Items listed in a dataset
------------------------------------------------

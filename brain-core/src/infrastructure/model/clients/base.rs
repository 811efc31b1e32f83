//! Base HTTP client with shared logic

use crate::infrastructure::model::types::ModelError;
use reqwest::header::HeaderMap;
use reqwest::{Client, StatusCode};
use serde::Serialize;
use serde::de::DeserializeOwned;
use std::time::Duration;

/// Base HTTP client with shared functionality
#[derive(Clone)]
pub struct HttpClientBase {
    pub id: String,
    pub endpoint: String,
    pub api_key: Option<String>,
    pub http: Client,
}

impl HttpClientBase {
    pub fn new(
        id: impl Into<String>,
        endpoint: impl Into<String>,
        api_key: Option<String>,
        timeout: Duration,
    ) -> Result<Self, ModelError> {
        let id = id.into();
        let http = Client::builder()
            .timeout(timeout)
            .build()
            .map_err(|source| ModelError::Client {
                provider: id.clone(),
                source,
            })?;
        Ok(Self {
            id,
            endpoint: endpoint.into(),
            api_key,
            http,
        })
    }

    /// Build URL from endpoint and path
    pub fn build_url(&self, path: &str) -> String {
        let base = self.endpoint.trim_end_matches('/');
        let path = path.trim_start_matches('/');
        format!("{base}/{path}")
    }

    /// Post JSON with extra headers. 429 maps to `RateLimited`, any other
    /// non-success status to `Status`.
    pub async fn post_json<Req, Res>(
        &self,
        url: &str,
        headers: HeaderMap,
        body: &Req,
    ) -> Result<Res, ModelError>
    where
        Req: Serialize,
        Res: DeserializeOwned,
    {
        let response = self
            .http
            .post(url)
            .headers(headers)
            .json(body)
            .send()
            .await
            .map_err(|e| ModelError::network(&self.id, e))?;

        let status = response.status();
        if status == StatusCode::TOO_MANY_REQUESTS {
            return Err(ModelError::RateLimited {
                provider: self.id.clone(),
            });
        }
        if !status.is_success() {
            let body = response.text().await.unwrap_or_default();
            return Err(ModelError::Status {
                provider: self.id.clone(),
                status: status.as_u16(),
                body,
            });
        }

        response
            .json()
            .await
            .map_err(|e| ModelError::invalid_response(&self.id, e.to_string()))
    }

    pub fn require_api_key(&self) -> Result<&str, ModelError> {
        self.api_key
            .as_deref()
            .filter(|k| !k.trim().is_empty())
            .ok_or_else(|| ModelError::missing_api_key(&self.id))
    }
}
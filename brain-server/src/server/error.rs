use super::dto::ErrorResponse;
use axum::Json;
use axum::http::StatusCode;
use std::net::SocketAddr;
use thiserror::Error;

#[derive(Debug, Error)]
pub enum ServerError {
    #[error("failed to bind HTTP listener on {addr}: {source}")]
    Bind {
        addr: SocketAddr,
        #[source]
        source: std::io::Error,
    },
    #[error("HTTP server error: {0}")]
    Serve(#[from] std::io::Error),
}

pub(crate) type ApiError = (StatusCode, Json<ErrorResponse>);

pub(crate) fn api_error(status: StatusCode, message: impl Into<String>) -> ApiError {
    (
        status,
        Json(ErrorResponse {
            error: message.into(),
        }),
    )
}
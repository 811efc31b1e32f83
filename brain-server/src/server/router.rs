use super::docs::ApiDoc;
use super::error::ServerError;
use super::middleware::track_requests;
use super::routes;
use super::state::ServerState;
use axum::routing::{get, post};
use axum::{Json, Router, middleware};
use brain_core::model::ModelProvider;
use std::future::Future;
use std::net::SocketAddr;
use std::sync::Arc;
use tokio::net::TcpListener;
use tower_http::trace::TraceLayer;
use tracing::info;
use utoipa::OpenApi;

pub fn build_router<P>(state: Arc<ServerState<P>>) -> Router
where
    P: ModelProvider + 'static,
{
    Router::new()
        .route("/health", get(routes::health::health_handler::<P>))
        .route("/chat", post(routes::chat::chat_handler::<P>))
        .route(
            "/reset-session",
            post(routes::chat::reset_session_handler::<P>),
        )
        .route("/metrics", get(routes::metrics::metrics_handler::<P>))
        .route(
            "/api-doc/openapi.json",
            get(|| async { Json(ApiDoc::openapi()) }),
        )
        .layer(middleware::from_fn_with_state(
            Arc::clone(&state),
            track_requests::<P>,
        ))
        .layer(TraceLayer::new_for_http())
        .with_state(state)
}

/// Serve until `shutdown` resolves, letting in-flight requests finish.
pub async fn serve<P, S>(
    state: Arc<ServerState<P>>,
    addr: SocketAddr,
    shutdown: S,
) -> Result<(), ServerError>
where
    P: ModelProvider + 'static,
    S: Future<Output = ()> + Send + 'static,
{
    info!(%addr, "Binding brain server");
    let app = build_router(state);

    let listener = TcpListener::bind(addr)
        .await
        .map_err(|source| ServerError::Bind { addr, source })?;
    info!(%addr, "Brain server ready to accept connections");

    axum::serve(listener, app.into_make_service())
        .with_graceful_shutdown(shutdown)
        .await
        .map_err(ServerError::Serve)
}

------------------------------------------------

Retype the entries word for word.

__Task response__:
filename brain-core/src/infrastructure/model/clients/base.rs
repository 811efc31b1e32f83
//! Base HTTP client with shared logic

use crate::infrastructure::model::types::ModelError;
use reqwest::header::HeaderMap;
use reqwest::{Client, StatusCode};
use serde::Serialize;
use serde::de::DeserializeOwned;
use std::time::Duration;

/// Base HTTP client with shared functionality
#[derive(Clone)]
pub struct HttpClientBase {
    pub id: String,
    pub endpoint: String,
    pub api_key: Option<String>,
    pub http: Client,
}

impl HttpClientBase {
    pub fn new(
        id: impl Into<String>,
        endpoint: impl Into<String>,
        api_key: Option<String>,
        timeout: Duration,
    ) -> Result<Self, ModelError> {
        let id = id.into();
        let http = Client::builder()
            .timeout(timeout)
            .build()
            .map_err(|source| ModelError::Client {
                provider: id.clone(),
                source,
            })?;
        Ok(Self {
            id,
            endpoint: endpoint.into(),
            api_key,
            http,
        })
    }

    /// Build URL from endpoint and path
    pub fn build_url(&self, path: &str) -> String {
        let base = self.endpoint.trim_end_matches('/');
        let path = path.trim_start_matches('/');
        format!("{base}/{path}")
    }

    /// Post JSON with extra headers. 429 maps to `RateLimited`, any other
    /// non-success status to `Status`.
    pub async fn post_json<Req, Res>(
        &self,
        url: &str,
        headers: HeaderMap,
        body: &Req,
    ) -> Result<Res, ModelError>
    where
        Req: Serialize,
        Res: DeserializeOwned,
    {
        let response = self
            .http
            .post(url)
            .headers(headers)
            .json(body)
            .send()
            .await
            .map_err(|e| ModelError::network(&self.id, e))?;

        let status = response.status();
        if status == StatusCode::TOO_MANY_REQUESTS {
            return Err(ModelError::RateLimited {
                provider: self.id.clone(),
            });
        }
        if !status.is_success() {
            let body = response.text().await.unwrap_or_default();
            return Err(ModelError::Status {
                provider: self.id.clone(),
                status: status.as_u16(),
                body,
            });
        }

        response
            .json()
            .await
            .map_err(|e| ModelError::invalid_response(&self.id, e.to_string()))
    }

    pub fn require_api_key(&self) -> Result<&str, ModelError> {
        self.api_key
            .as_deref()
            .filter(|k| !k.trim().is_empty())
            .ok_or_else(|| ModelError::missing_api_key(&self.id))
    }
}
filename brain-server/src/server/error.rs
use super::dto::ErrorResponse;
use axum::Json;
use axum::http::StatusCode;
use std::net::SocketAddr;
use thiserror::Error;

#[derive(Debug, Error)]
pub enum ServerError {
    #[error("failed to bind HTTP listener on {addr}: {source}")]
    Bind {
        addr: SocketAddr,
        #[source]
        source: std::io::Error,
    },
    #[error("HTTP server error: {0}")]
    Serve(#[from] std::io::Error),
}

pub(crate) type ApiError = (StatusCode, Json<ErrorResponse>);

pub(crate) fn api_error(status: StatusCode, message: impl Into<String>) -> ApiError {
    (
        status,
        Json(ErrorResponse {
            error: message.into(),
        }),
    )
}
repository 811efc31b1e32f83
filename brain-server/src/server/router.rs
use super::docs::ApiDoc;
use super::error::ServerError;
use super::middleware::track_requests;
use super::routes;
use super::state::ServerState;
use axum::routing::{get, post};
use axum::{Json, Router, middleware};
use brain_core::model::ModelProvider;
use std::future::Future;
use std::net::SocketAddr;
use std::sync::Arc;
use tokio::net::TcpListener;
use tower_http::trace::TraceLayer;
use tracing::info;
use utoipa::OpenApi;

pub fn build_router<P>(state: Arc<ServerState<P>>) -> Router
where
    P: ModelProvider + 'static,
{
    Router::new()
        .route("/health", get(routes::health::health_handler::<P>))
        .route("/chat", post(routes::chat::chat_handler::<P>))
        .route(
            "/reset-session",
            post(routes::chat::reset_session_handler::<P>),
        )
        .route("/metrics", get(routes::metrics::metrics_handler::<P>))
        .route(
            "/api-doc/openapi.json",
            get(|| async { Json(ApiDoc::openapi()) }),
        )
        .layer(middleware::from_fn_with_state(
            Arc::clone(&state),
            track_requests::<P>,
        ))
        .layer(TraceLayer::new_for_http())
        .with_state(state)
}

/// Serve until `shutdown` resolves, letting in-flight requests finish.
pub async fn serve<P, S>(
    state: Arc<ServerState<P>>,
    addr: SocketAddr,
    shutdown: S,
) -> Result<(), ServerError>
where
    P: ModelProvider + 'static,
    S: Future<Output = ()> + Send + 'static,
{
    info!(%addr, "Binding brain server");
    let app = build_router(state);

    let listener = TcpListener::bind(addr)
        .await
        .map_err(|source| ServerError::Bind { addr, source })?;
    info!(%addr, "Brain server ready to accept connections");

    axum::serve(listener, app.into_make_service())
        .with_graceful_shutdown(shutdown)
        .await
        .map_err(ServerError::Serve)
}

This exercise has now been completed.